Rajbeer Singh Sangha, MD

Fazekas F, Enzinger C, Schmidt R, Grittner U, Giese AK, Hennerici MG, et al. Brain Magnetic Resonance Imaging Findings Fail to Suspect Fabry Disease inYoung Patients With an Acute Cerebrovascular Event. Stroke. 2015

Fabry disease (FD) is a genetic X-linked lysosomal storage disorder in which the patients are deficient of α-galactosidase A. Due to the deficiency of this enzyme, it leads to accumulations of globotriaosylceramide (Gb-3) into the vascular endothelial, neural and renal cells. Systemic manifestations of the disease include effects on the kidneys, cardiac functioning and central nervous system complications all of which occur later in life. Previous abnormalities that have been reported with FD in the brain include extensive white matter changes, cerebral infarctions primarily in the territories supplied by the posterior circulation and dilation of the vertebrobasilar vessels. One of the pathognomonic signs of FD include high signal intensity of the pulvinar thalami on T1-weighted MRI and this can be found in only a quarter of the patients. The authors of this study focused on analyzing MRI data of young stroke patients who had definite or probable FD. 

The SIFAP 1 study prospectively collected clinical, laboratory and radiologic data of 5023 patients (18-55 years) with an acute CVE. Biochemical findings and genetic testing served to diagnose FD in 45 (0.9%) patients and the MRI data was collected and interpreted centrally without knowing the diagnosis and compared between FD and non-FD patients. The authors found that the presence or extent of white matter hyperintensities, infarct localization, vertebrobasilar artery dilatation, T1-signal hyperintensity of the pulvinar thalami or any other MRI finding did not distinguish FD patients from non-FD CVE patients. Furthermore, the high signal intensity seen in the pulvinar thalami was not visualized in any patients with FD and in 6 non-FD patients. 
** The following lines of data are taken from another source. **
//! HTTP server for XML-RPC and JSON-RPC
//!
//! Every request is a POST to the configured path. The content type selects
//! the wire format; the body is decoded, dispatched on a blocking thread and
//! the encoded response sent back with the matching content type.

use std::convert::Infallible;
use std::future::Future;
use std::net::SocketAddr;
use std::sync::Arc;

use bytes::Bytes;
use http_body_util::{BodyExt, Full, LengthLimitError, Limited};
use hyper::body::Incoming;
use hyper::header::{ALLOW, CONTENT_TYPE, HeaderValue};
use hyper::server::conn::http1;
use hyper::service::service_fn;
use hyper::{Method, Request, Response, StatusCode};
use hyper_util::rt::TokioIo;
use tokio::net::TcpListener;
use tracing::{debug, error, info, warn};
use xsonrpc::format::{FormatHandler, process_request};
use xsonrpc::{Dispatcher, JsonFormatHandler, SystemMethods, XmlFormatHandler};

use crate::config::ServerConfig;
use crate::error::{ServerError, ServerResult};

/// Builder for [`Server`]
pub struct ServerBuilder {
    config: ServerConfig,
    dispatcher: Dispatcher,
}

impl ServerBuilder {
    pub fn new() -> Self {
        Self {
            config: ServerConfig::default(),
            dispatcher: Dispatcher::new(),
        }
    }

    /// Replace the whole configuration
    pub fn config(mut self, config: ServerConfig) -> Self {
        self.config = config;
        self
    }

    /// Set the bind address
    pub fn bind_address(mut self, addr: SocketAddr) -> Self {
        self.config.bind_address = addr;
        self
    }

    /// Set the RPC endpoint path
    pub fn path(mut self, path: impl Into<String>) -> Self {
        self.config.path = path.into();
        self
    }

    /// Set maximum request body size
    pub fn max_body_size(mut self, size: usize) -> Self {
        self.config.max_body_size = size;
        self
    }

    pub fn xml(mut self, enable: bool) -> Self {
        self.config.enable_xml = enable;
        self
    }

    pub fn json(mut self, enable: bool) -> Self {
        self.config.enable_json = enable;
        self
    }

    pub fn introspection(mut self, enable: bool) -> Self {
        self.config.introspection = enable;
        self
    }

    /// Dispatcher to register methods on before the server is built
    pub fn dispatcher_mut(&mut self) -> &mut Dispatcher {
        &mut self.dispatcher
    }

    /// Build the server, installing the system methods
    pub fn build(mut self) -> ServerResult<Server> {
        let mut handlers: Vec<Arc<dyn FormatHandler>> = Vec::new();
        if self.config.enable_xml {
            handlers.push(Arc::new(XmlFormatHandler::new(self.config.path.as_str())));
        }
        if self.config.enable_json {
            handlers.push(Arc::new(JsonFormatHandler::new(self.config.path.as_str())));
        }
        if handlers.is_empty() {
            return Err(ServerError::Config("no wire format enabled".to_string()));
        }

        let system_methods = SystemMethods::install(&mut self.dispatcher, self.config.introspection)?;

        Ok(Server {
            system_methods,
            shared: Arc::new(Shared {
                config: self.config,
                dispatcher: Arc::new(self.dispatcher),
                handlers,
            }),
        })
    }
}

impl Default for ServerBuilder {
    fn default() -> Self {
        Self::new()
    }
}

/// State shared by all connections
struct Shared {
    config: ServerConfig,
    dispatcher: Arc<Dispatcher>,
    handlers: Vec<Arc<dyn FormatHandler>>,
}

/// XML-RPC / JSON-RPC server over HTTP/1.1
#[derive(Clone)]
pub struct Server {
    system_methods: SystemMethods,
    shared: Arc<Shared>,
}

impl Server {
    pub fn builder() -> ServerBuilder {
        ServerBuilder::new()
    }

    pub fn config(&self) -> &ServerConfig {
        &self.shared.config
    }

    pub fn dispatcher(&self) -> &Arc<Dispatcher> {
        &self.shared.dispatcher
    }

    /// Handle for adding or removing advertised capabilities
    pub fn system_methods(&self) -> &SystemMethods {
        &self.system_methods
    }

    /// Bind the configured address and serve until the process exits
    pub async fn run(&self) -> ServerResult<()> {
        let listener = TcpListener::bind(&self.shared.config.bind_address).await?;
        self.serve(listener).await
    }

    /// Serve connections from an already bound listener
    pub async fn serve(&self, listener: TcpListener) -> ServerResult<()> {
        self.serve_with_shutdown(listener, std::future::pending()).await
    }

    /// Serve connections until `shutdown` completes. Connections already
    /// accepted are left to finish on their own tasks.
    pub async fn serve_with_shutdown(
        &self,
        listener: TcpListener,
        shutdown: impl Future<Output = ()>,
    ) -> ServerResult<()> {
        let local_addr = listener.local_addr()?;
        info!("RPC server listening on {}", local_addr);
        info!("RPC endpoint available at: {}", self.shared.config.path);

        tokio::pin!(shutdown);
        loop {
            let (stream, peer_addr) = tokio::select! {
                accepted = listener.accept() => accepted?,
                _ = &mut shutdown => {
                    info!("RPC server on {} shutting down", local_addr);
                    return Ok(());
                }
            };
            debug!("New connection from {}", peer_addr);

            let shared = Arc::clone(&self.shared);
            tokio::spawn(async move {
                let io = TokioIo::new(stream);
                let service = service_fn(move |req| handle_request(req, Arc::clone(&shared)));

                if let Err(err) = http1::Builder::new().serve_connection(io, service).await {
                    if err.is_incomplete_message() {
                        debug!("Client disconnected (normal): {}", err);
                    } else {
                        error!("Error serving connection: {}", err);
                    }
                }
            });
        }
    }
}

fn response(status: StatusCode, content_type: Option<&str>, body: Bytes) -> Response<Full<Bytes>> {
    let mut response = Response::new(Full::new(body));
    *response.status_mut() = status;
    if let Some(value) = content_type.and_then(|ct| HeaderValue::from_str(ct).ok()) {
        response.headers_mut().insert(CONTENT_TYPE, value);
    }
    response
}

fn plain(status: StatusCode, message: &'static str) -> Response<Full<Bytes>> {
    response(status, Some("text/plain"), Bytes::from_static(message.as_bytes()))
}

async fn handle_request(
    req: Request<Incoming>,
    shared: Arc<Shared>,
) -> Result<Response<Full<Bytes>>, Infallible> {
    let method = req.method().clone();
    let path = req.uri().path().to_string();
    debug!("Handling {} {}", method, path);

    if method != Method::POST {
        let mut response = plain(StatusCode::METHOD_NOT_ALLOWED, "Method Not Allowed");
        response
            .headers_mut()
            .insert(ALLOW, HeaderValue::from_static("POST"));
        return Ok(response);
    }

    let content_type = req
        .headers()
        .get(CONTENT_TYPE)
        .and_then(|value| value.to_str().ok())
        .unwrap_or_default();
    let Some(handler) = shared
        .handlers
        .iter()
        .find(|handler| handler.can_handle_request(&path, content_type))
        .cloned()
    else {
        debug!(path = %path, content_type, "no format handler for request");
        return Ok(plain(StatusCode::NOT_FOUND, "Not Found"));
    };

    let body = match Limited::new(req.into_body(), shared.config.max_body_size)
        .collect()
        .await
    {
        Ok(collected) => collected.to_bytes(),
        Err(err) if err.downcast_ref::<LengthLimitError>().is_some() => {
            warn!(limit = shared.config.max_body_size, "request body too large");
            return Ok(plain(StatusCode::PAYLOAD_TOO_LARGE, "Payload Too Large"));
        }
        Err(err) => {
            debug!("Failed to read request body: {}", err);
            return Ok(plain(StatusCode::BAD_REQUEST, "Bad Request"));
        }
    };

    // methods are synchronous and may block
    let dispatcher = Arc::clone(&shared.dispatcher);
    let format = Arc::clone(&handler);
    let result =
        tokio::task::spawn_blocking(move || process_request(&dispatcher, format.as_ref(), &body)).await;

    Ok(match result {
        Ok(Some(data)) => response(StatusCode::OK, Some(handler.content_type()), Bytes::from(data)),
        Ok(None) => response(StatusCode::NO_CONTENT, None, Bytes::new()),
        Err(err) => {
            error!("Request processing task failed: {}", err);
            plain(StatusCode::INTERNAL_SERVER_ERROR, "Internal Server Error")
        }
    })
}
The authors conduct a well-designed study in which they analyze radiologic findings for patients with FD and subsequently find there are no significant predictors on MRI which could have be utilized to help direct diagnostic workup for patients. Due to the low power of the study, the authors are not able to make definitive conclusions regarding the ability of MRI to predict Fabry’s disease. They do acknowledge that a complete workup (genetic and laboratory testing) and consideration of clinical history is required in order to identify this difficult to diagnose condition. This holds true in the majority of stroke where the clinical exam, history and totality of findings help in arriving to the correct diagnosis, with radiologic imaging serving as an important tool giving surrogate markers of the disease process itself. With better imaging modalities and tools it is possible that these markers will improve in the near future.